INFORMATION GIVEN
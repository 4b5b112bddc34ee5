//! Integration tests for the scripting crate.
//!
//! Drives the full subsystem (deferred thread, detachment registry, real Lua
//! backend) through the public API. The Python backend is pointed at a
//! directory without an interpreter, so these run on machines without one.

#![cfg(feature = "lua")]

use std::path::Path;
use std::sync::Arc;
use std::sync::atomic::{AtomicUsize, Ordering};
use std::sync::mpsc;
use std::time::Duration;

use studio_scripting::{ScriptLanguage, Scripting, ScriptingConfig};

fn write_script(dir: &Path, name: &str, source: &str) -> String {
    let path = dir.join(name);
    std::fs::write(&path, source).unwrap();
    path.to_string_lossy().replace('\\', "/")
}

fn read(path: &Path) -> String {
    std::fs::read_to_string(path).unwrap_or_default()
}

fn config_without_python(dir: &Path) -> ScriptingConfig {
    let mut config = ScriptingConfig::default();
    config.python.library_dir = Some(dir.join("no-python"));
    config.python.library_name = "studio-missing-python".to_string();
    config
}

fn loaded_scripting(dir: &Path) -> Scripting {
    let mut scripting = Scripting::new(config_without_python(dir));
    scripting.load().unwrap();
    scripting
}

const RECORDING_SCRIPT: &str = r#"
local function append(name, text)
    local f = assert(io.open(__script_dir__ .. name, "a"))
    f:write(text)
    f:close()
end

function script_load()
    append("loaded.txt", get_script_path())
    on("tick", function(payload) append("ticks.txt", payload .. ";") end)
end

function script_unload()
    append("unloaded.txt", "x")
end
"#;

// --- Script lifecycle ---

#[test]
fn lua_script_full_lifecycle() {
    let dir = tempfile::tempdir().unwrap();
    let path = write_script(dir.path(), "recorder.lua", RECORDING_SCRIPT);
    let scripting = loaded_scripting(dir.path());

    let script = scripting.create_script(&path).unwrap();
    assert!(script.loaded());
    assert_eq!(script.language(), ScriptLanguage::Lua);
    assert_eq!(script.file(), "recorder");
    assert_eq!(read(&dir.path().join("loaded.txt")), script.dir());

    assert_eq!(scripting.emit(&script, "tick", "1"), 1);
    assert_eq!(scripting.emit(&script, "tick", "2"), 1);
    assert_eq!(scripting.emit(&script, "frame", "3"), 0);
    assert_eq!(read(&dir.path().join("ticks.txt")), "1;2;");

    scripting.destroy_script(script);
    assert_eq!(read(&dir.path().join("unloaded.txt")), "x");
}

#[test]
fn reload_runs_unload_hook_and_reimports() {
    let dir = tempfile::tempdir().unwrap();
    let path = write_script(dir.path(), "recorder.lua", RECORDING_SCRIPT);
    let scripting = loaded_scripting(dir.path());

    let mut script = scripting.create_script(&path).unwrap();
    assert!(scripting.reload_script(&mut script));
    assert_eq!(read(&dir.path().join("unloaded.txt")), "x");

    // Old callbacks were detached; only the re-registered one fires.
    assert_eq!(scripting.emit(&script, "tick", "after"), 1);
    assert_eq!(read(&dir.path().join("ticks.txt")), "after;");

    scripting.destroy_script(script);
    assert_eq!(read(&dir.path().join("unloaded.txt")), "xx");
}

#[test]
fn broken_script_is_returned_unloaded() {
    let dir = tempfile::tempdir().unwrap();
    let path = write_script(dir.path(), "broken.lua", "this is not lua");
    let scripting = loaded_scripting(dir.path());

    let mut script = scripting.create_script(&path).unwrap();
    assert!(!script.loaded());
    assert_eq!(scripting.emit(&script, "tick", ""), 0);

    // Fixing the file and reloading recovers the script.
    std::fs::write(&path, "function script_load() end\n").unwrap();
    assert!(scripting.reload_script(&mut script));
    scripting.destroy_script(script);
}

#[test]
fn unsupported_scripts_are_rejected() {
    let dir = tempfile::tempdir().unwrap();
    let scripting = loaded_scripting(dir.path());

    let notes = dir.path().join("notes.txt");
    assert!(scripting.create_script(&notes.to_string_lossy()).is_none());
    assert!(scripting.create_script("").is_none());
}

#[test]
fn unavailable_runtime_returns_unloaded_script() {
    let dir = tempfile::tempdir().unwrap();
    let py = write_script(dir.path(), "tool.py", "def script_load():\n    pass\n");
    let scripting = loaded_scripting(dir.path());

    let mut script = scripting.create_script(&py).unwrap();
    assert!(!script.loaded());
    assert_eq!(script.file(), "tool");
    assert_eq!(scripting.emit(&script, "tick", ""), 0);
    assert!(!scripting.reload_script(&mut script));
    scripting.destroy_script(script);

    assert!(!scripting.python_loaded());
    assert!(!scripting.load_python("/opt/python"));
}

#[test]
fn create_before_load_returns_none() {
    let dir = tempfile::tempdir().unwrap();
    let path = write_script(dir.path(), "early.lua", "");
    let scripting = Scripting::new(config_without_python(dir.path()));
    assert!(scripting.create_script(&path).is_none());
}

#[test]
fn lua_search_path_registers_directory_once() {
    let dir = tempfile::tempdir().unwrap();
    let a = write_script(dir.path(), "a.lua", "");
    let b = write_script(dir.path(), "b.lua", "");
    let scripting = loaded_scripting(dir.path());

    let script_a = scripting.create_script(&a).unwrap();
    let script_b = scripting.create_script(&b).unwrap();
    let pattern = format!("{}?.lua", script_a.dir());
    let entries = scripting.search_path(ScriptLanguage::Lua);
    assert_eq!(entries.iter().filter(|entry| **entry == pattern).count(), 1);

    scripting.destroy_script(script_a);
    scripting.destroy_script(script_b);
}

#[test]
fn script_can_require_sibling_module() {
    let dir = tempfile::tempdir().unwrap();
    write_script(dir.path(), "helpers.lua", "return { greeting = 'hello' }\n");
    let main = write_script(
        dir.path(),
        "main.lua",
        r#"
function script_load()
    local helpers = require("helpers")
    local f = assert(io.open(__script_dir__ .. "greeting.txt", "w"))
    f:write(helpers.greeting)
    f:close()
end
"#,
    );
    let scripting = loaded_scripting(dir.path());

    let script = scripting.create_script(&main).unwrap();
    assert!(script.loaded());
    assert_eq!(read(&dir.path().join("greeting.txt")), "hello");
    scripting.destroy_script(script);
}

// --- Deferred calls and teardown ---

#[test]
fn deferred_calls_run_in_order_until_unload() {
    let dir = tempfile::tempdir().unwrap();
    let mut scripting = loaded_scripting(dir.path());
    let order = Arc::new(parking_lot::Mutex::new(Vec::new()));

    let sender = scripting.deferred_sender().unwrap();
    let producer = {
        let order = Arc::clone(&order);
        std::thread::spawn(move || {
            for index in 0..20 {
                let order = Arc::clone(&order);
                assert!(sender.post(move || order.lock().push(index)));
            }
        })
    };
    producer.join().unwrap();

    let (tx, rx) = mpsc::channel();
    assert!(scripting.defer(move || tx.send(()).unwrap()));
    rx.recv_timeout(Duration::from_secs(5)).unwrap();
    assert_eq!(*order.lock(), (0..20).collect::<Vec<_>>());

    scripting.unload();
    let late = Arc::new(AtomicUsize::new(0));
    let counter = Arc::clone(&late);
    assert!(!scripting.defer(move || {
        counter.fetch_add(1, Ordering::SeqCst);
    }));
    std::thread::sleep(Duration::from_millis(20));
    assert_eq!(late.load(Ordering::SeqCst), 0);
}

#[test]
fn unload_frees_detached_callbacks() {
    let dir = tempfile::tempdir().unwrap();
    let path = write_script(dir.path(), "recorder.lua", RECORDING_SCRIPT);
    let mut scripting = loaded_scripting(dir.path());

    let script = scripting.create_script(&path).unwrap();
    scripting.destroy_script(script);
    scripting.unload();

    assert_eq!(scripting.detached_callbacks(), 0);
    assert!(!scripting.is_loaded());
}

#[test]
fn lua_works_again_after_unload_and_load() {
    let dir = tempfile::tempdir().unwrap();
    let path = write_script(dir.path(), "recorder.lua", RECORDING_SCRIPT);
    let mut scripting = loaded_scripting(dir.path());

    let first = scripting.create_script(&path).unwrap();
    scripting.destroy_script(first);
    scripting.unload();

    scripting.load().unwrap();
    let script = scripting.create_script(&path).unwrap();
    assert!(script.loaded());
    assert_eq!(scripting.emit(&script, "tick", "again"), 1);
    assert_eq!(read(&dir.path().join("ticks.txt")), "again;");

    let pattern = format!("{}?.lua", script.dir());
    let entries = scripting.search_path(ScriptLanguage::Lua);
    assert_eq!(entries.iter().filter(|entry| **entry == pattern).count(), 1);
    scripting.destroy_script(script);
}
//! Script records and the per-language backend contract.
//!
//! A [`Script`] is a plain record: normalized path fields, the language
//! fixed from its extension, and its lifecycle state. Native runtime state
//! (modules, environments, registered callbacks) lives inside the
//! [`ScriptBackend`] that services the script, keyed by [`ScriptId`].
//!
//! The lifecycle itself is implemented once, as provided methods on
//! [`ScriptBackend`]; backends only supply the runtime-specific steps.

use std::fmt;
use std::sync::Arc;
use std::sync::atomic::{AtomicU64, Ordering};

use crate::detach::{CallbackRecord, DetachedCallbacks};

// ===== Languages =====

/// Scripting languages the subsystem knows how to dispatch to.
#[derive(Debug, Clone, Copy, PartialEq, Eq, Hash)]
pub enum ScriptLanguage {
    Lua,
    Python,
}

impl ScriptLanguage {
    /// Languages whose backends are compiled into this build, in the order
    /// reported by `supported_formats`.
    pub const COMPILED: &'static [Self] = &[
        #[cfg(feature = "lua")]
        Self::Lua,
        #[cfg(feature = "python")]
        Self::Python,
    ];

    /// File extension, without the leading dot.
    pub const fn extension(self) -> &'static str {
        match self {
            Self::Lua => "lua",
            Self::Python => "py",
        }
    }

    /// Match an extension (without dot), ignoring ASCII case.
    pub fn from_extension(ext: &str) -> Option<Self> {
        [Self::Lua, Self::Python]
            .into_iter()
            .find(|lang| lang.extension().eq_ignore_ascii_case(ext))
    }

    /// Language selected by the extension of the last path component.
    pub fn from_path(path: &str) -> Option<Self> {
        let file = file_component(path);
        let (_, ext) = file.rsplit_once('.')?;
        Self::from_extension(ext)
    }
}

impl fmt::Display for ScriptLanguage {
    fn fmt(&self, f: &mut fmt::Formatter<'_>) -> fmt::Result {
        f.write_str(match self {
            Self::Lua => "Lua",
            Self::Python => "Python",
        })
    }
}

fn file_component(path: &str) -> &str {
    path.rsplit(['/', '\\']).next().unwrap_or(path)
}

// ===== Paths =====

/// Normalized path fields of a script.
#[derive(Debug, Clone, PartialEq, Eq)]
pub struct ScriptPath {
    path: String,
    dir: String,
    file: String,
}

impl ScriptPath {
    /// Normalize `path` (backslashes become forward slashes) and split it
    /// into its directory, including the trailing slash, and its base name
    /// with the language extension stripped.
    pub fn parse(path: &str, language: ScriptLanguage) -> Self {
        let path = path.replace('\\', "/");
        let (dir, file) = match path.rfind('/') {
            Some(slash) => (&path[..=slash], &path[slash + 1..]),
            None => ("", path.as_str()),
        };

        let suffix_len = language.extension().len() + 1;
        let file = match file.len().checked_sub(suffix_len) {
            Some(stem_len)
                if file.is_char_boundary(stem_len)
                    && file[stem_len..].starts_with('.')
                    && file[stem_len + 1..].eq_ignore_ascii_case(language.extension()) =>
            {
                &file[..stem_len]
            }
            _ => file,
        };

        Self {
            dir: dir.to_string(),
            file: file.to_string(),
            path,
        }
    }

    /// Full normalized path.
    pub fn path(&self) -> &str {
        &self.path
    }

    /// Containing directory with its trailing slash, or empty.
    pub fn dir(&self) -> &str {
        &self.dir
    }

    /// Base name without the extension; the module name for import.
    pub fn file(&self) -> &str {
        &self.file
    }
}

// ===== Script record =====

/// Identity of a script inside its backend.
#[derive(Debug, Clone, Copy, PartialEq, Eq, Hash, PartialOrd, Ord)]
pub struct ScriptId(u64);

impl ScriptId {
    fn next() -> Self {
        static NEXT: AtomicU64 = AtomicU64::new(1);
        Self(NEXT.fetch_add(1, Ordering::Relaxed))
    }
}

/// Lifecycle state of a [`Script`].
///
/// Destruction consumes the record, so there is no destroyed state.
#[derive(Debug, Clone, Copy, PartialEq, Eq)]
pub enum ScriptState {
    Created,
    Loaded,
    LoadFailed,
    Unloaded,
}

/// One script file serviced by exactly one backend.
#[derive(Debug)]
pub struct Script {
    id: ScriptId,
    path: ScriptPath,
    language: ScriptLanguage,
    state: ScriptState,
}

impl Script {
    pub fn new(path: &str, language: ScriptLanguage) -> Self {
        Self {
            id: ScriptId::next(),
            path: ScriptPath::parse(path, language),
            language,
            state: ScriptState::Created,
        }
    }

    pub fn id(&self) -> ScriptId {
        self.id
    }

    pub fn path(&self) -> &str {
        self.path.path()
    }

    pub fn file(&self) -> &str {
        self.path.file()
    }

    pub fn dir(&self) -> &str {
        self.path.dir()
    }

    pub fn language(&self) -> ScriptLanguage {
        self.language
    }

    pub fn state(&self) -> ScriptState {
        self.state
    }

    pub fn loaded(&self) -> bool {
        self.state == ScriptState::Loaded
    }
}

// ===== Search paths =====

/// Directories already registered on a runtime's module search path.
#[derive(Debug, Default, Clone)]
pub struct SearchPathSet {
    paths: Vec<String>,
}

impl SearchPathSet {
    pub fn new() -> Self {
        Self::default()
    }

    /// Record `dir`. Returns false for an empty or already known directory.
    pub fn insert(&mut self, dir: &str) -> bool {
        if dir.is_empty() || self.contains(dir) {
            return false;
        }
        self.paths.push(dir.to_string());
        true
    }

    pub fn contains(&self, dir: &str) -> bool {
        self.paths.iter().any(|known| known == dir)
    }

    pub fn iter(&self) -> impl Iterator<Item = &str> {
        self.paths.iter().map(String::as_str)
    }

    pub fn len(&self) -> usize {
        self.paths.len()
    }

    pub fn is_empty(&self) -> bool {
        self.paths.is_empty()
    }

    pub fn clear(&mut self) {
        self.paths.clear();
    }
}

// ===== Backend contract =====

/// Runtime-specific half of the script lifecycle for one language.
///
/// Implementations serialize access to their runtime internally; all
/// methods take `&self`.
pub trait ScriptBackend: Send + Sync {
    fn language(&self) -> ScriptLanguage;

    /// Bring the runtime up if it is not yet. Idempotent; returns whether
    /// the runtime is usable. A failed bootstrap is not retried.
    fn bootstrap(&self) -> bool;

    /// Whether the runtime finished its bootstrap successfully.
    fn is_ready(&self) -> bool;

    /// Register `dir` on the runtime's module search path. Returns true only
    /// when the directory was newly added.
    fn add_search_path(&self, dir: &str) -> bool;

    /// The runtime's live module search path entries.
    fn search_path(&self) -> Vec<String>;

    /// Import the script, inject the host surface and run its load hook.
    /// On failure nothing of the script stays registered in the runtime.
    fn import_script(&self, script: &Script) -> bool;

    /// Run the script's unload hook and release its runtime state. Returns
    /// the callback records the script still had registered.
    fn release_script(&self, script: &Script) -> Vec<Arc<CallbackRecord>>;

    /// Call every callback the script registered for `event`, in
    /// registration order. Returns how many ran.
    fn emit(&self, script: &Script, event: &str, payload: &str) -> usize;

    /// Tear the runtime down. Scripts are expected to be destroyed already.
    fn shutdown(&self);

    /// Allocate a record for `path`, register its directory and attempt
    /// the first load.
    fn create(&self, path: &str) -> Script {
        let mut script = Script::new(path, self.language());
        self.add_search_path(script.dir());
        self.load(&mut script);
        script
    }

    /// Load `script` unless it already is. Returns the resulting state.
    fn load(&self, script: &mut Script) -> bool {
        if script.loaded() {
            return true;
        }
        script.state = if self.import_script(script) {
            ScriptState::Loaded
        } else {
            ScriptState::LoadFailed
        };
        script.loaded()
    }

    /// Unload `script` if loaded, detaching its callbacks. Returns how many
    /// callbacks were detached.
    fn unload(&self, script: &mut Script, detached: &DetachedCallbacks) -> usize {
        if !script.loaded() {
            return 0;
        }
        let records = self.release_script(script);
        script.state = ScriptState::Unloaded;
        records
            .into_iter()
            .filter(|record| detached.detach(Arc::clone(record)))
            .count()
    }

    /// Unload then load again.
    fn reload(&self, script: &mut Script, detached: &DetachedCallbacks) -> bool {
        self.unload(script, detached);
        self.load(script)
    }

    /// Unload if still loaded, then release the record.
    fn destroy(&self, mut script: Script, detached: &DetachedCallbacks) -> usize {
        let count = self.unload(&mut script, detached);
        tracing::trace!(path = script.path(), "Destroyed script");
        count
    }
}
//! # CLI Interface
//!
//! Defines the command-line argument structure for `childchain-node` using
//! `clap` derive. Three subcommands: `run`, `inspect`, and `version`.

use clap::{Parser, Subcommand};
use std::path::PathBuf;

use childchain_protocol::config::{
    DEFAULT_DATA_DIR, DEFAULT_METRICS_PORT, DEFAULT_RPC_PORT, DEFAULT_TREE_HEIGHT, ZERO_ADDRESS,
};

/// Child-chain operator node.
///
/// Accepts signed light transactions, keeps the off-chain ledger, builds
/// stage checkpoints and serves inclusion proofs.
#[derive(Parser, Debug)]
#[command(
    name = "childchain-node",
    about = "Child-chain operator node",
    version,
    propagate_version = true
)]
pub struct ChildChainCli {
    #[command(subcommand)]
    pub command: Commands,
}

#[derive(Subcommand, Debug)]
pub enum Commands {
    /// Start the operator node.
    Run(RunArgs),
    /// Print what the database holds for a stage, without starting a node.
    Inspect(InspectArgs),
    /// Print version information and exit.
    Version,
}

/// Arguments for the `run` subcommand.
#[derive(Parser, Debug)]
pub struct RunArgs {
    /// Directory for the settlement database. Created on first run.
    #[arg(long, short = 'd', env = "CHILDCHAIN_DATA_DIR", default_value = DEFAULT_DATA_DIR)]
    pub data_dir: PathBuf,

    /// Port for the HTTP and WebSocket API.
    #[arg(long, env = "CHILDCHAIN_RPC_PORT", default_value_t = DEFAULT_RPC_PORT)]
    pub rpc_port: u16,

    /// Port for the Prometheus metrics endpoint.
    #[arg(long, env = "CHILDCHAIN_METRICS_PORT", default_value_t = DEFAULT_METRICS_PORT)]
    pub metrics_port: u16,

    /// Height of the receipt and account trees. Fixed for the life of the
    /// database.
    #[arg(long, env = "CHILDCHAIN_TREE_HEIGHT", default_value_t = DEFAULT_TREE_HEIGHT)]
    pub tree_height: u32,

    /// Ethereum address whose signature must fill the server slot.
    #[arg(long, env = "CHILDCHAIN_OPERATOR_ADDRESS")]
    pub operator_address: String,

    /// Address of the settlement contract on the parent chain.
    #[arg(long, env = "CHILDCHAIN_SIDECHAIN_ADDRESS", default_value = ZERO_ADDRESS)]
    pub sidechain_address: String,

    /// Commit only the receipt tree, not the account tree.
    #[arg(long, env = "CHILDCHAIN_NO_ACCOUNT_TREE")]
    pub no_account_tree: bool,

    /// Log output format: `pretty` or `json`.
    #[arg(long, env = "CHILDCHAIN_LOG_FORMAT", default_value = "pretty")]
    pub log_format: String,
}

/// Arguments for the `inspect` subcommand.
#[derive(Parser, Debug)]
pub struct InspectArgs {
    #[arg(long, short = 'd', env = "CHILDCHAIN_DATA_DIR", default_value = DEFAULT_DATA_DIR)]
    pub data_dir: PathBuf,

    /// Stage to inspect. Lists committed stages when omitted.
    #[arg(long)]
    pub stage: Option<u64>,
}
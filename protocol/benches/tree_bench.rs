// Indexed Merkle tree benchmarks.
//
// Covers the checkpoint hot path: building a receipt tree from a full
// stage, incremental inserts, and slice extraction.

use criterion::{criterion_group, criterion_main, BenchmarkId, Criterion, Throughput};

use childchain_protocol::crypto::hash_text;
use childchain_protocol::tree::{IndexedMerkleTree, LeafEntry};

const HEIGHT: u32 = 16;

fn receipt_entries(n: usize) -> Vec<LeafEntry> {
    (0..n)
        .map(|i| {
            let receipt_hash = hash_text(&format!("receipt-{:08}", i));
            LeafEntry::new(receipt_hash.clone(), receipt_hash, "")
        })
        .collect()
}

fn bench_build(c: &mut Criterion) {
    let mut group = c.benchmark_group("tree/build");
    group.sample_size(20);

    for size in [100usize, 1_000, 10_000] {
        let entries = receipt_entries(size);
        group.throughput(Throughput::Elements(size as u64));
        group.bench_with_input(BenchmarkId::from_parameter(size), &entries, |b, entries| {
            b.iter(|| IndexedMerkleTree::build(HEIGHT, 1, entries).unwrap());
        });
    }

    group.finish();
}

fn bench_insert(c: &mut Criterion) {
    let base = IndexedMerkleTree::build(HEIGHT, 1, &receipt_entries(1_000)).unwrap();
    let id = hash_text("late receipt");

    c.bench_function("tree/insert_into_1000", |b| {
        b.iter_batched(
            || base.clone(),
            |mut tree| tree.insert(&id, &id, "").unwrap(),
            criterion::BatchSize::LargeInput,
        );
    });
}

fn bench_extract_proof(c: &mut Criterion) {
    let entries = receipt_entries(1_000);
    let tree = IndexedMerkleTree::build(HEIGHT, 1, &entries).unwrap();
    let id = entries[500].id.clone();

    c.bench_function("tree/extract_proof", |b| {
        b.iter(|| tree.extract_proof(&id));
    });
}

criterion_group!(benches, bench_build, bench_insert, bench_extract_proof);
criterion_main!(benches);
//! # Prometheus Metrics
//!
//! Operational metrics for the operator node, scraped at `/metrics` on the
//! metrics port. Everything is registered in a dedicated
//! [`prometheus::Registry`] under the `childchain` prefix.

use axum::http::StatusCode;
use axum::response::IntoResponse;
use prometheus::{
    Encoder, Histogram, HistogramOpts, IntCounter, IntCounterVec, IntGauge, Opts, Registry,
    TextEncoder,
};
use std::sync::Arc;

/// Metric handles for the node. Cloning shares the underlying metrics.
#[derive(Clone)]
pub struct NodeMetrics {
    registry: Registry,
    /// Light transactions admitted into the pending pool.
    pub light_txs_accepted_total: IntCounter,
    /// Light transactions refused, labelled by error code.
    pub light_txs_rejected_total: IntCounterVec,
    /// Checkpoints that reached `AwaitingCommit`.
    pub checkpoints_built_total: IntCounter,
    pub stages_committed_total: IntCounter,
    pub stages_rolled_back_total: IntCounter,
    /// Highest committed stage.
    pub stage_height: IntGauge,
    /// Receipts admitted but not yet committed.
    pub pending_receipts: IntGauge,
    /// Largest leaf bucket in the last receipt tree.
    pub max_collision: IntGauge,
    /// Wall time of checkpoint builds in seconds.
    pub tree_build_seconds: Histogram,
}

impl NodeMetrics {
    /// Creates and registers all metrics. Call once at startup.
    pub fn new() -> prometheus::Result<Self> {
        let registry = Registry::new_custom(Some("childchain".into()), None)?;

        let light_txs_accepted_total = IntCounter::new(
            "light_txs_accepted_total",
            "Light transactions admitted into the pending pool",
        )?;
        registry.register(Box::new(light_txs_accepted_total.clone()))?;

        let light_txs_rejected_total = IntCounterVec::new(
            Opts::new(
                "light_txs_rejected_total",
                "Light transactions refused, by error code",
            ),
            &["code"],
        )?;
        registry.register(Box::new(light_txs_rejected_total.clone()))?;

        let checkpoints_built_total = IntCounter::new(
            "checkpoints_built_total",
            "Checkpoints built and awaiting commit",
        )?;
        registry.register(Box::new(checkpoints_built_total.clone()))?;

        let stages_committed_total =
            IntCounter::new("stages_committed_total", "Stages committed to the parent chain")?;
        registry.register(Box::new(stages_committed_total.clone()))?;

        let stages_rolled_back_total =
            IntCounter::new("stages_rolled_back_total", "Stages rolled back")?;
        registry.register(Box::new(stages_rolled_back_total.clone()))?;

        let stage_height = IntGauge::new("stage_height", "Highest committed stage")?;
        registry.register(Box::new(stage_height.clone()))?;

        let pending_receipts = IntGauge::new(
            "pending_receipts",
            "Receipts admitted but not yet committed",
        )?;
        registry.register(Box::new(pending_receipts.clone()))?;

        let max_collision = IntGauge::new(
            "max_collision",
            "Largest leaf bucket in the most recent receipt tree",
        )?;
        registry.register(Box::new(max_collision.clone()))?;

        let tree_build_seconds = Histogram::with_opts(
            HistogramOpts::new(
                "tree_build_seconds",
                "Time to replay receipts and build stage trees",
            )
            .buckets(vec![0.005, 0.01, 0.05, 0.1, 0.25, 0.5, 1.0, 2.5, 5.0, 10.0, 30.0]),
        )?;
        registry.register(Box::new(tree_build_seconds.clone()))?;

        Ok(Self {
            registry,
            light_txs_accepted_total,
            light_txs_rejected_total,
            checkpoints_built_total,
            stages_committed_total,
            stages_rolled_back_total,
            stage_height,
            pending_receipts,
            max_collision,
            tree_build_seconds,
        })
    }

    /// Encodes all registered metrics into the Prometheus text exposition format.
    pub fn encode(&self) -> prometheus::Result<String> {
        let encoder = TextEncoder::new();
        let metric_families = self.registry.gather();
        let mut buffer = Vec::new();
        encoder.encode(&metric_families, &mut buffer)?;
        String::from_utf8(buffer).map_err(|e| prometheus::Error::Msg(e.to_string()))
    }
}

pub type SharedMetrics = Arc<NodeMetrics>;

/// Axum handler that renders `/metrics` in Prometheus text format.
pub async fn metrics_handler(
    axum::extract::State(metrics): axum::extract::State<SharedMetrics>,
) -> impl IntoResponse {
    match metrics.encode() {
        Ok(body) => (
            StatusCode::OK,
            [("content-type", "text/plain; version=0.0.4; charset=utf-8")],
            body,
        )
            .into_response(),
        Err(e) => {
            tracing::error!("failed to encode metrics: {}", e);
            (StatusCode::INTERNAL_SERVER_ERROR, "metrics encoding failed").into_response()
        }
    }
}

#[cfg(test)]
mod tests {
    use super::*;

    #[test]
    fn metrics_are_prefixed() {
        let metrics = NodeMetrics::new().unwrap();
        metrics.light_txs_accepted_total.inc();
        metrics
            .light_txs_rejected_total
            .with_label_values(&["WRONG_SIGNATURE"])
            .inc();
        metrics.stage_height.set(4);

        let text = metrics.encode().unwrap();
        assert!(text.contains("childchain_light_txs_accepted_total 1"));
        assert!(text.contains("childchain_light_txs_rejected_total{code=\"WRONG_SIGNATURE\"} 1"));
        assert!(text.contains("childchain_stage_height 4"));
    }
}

YOUR INSTRUCTIONS
Return only the part of the records above that opens with the line containing "impl fmt::Display for" and closes with the line containing "let (dir, file)", ends included.

COMPLETED EXERCISE
impl fmt::Display for ScriptLanguage {
    fn fmt(&self, f: &mut fmt::Formatter<'_>) -> fmt::Result {
        f.write_str(match self {
            Self::Lua => "Lua",
            Self::Python => "Python",
        })
    }
}

fn file_component(path: &str) -> &str {
    path.rsplit(['/', '\\']).next().unwrap_or(path)
}

// ===== Paths =====

/// Normalized path fields of a script.
#[derive(Debug, Clone, PartialEq, Eq)]
pub struct ScriptPath {
    path: String,
    dir: String,
    file: String,
}

impl ScriptPath {
    /// Normalize `path` (backslashes become forward slashes) and split it
    /// into its directory, including the trailing slash, and its base name
    /// with the language extension stripped.
    pub fn parse(path: &str, language: ScriptLanguage) -> Self {
        let path = path.replace('\\', "/");
        let (dir, file) = match path.rfind('/') {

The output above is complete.